§ **What to work on**
From the entries, copy every line that carries the string "InvalidInput".

§ **Records for this task**
- Opening Delimiter -

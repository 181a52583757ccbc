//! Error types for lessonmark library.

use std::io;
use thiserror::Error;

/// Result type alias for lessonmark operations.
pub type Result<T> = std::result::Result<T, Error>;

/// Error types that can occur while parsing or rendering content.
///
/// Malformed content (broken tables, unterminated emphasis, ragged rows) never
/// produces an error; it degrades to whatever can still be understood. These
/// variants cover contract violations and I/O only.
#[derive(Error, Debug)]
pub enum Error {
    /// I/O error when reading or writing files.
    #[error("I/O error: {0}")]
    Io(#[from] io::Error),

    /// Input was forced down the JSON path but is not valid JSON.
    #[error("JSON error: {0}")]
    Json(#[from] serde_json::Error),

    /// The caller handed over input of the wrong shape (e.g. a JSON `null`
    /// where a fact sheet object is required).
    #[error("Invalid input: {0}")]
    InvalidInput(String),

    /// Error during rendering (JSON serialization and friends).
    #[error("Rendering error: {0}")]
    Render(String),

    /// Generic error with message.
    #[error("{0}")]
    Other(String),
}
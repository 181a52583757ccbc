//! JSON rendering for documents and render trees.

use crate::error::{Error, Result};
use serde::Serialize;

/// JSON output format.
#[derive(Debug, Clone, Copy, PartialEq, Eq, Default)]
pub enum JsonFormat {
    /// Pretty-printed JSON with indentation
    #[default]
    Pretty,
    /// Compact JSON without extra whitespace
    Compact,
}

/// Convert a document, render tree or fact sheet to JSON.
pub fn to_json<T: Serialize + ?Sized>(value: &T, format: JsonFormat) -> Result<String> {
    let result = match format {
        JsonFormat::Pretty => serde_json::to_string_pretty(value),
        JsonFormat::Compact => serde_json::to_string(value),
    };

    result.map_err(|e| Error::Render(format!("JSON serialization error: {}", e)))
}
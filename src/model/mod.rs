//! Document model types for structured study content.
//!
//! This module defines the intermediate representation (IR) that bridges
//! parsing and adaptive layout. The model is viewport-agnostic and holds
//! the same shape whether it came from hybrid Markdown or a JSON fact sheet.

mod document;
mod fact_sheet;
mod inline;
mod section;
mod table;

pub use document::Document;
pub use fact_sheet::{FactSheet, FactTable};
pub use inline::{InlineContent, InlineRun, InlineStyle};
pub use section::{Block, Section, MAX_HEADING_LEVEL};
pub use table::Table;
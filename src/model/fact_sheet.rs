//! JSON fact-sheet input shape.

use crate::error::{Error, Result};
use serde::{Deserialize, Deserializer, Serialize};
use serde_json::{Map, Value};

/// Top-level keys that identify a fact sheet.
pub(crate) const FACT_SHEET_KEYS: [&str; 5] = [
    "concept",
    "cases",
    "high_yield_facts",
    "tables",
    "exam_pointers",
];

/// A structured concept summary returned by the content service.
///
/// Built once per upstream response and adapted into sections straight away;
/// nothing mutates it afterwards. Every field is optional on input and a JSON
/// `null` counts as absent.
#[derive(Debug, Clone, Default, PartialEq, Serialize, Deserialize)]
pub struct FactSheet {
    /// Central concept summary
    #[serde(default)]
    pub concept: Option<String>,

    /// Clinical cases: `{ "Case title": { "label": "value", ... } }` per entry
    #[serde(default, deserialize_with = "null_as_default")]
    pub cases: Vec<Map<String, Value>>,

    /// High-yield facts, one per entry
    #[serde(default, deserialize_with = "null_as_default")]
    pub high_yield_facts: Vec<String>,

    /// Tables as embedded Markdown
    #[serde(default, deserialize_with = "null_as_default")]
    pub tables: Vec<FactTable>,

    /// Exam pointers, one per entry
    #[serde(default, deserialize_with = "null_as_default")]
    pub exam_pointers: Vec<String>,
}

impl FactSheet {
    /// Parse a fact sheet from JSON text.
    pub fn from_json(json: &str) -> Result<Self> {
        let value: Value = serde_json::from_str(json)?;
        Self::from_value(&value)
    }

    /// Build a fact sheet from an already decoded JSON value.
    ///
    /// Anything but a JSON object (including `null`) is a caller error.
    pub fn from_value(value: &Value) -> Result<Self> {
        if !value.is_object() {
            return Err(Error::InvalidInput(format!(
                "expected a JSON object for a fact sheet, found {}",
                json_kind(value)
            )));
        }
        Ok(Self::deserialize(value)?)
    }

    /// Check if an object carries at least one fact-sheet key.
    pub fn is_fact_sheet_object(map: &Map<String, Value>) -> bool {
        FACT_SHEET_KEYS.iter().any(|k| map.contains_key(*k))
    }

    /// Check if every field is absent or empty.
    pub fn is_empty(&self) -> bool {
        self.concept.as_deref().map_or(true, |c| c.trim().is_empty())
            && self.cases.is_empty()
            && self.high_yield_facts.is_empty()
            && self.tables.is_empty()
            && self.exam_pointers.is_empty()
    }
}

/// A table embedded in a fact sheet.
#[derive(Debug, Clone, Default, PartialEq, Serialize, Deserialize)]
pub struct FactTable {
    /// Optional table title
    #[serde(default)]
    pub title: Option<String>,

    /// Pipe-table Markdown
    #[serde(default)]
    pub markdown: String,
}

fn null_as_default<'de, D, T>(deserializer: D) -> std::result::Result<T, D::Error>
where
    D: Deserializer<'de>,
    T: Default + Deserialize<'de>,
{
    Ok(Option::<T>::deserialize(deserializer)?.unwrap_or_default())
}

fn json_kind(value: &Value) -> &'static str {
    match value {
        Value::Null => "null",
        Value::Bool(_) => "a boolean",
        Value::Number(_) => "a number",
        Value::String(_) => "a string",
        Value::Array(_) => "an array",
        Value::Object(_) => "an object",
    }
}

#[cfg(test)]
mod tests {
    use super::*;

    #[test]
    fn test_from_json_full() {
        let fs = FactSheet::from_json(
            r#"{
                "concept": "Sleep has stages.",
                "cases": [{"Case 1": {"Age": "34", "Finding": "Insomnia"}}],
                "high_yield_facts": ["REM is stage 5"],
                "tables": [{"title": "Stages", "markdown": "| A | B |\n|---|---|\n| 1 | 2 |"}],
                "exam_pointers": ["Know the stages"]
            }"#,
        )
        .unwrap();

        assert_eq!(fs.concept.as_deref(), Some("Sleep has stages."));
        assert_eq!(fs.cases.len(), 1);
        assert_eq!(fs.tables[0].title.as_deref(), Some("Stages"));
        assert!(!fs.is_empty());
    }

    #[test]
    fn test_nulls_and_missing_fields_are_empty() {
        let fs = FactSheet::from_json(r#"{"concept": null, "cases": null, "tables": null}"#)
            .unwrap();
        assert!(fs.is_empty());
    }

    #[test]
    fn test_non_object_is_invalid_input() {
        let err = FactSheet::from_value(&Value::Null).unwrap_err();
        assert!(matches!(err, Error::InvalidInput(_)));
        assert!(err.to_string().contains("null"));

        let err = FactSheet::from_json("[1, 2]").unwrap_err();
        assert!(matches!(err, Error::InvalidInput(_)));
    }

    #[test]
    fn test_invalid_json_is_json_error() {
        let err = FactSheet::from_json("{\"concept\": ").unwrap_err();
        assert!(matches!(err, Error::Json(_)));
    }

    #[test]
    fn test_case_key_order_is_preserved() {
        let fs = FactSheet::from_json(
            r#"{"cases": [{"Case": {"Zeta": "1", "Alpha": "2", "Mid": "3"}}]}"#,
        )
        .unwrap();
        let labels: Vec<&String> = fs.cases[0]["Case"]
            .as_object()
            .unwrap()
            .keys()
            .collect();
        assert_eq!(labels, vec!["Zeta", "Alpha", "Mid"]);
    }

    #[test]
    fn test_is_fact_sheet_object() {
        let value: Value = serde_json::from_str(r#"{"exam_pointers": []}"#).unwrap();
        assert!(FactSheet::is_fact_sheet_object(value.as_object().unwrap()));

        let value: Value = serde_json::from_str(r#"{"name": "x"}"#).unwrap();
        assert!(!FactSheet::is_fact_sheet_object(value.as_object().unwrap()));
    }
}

- Closing Delimiter -

§ **Answer for this exercise**
    InvalidInput(String),
            return Err(Error::InvalidInput(format!(
        assert!(matches!(err, Error::InvalidInput(_)));
        assert!(matches!(err, Error::InvalidInput(_)));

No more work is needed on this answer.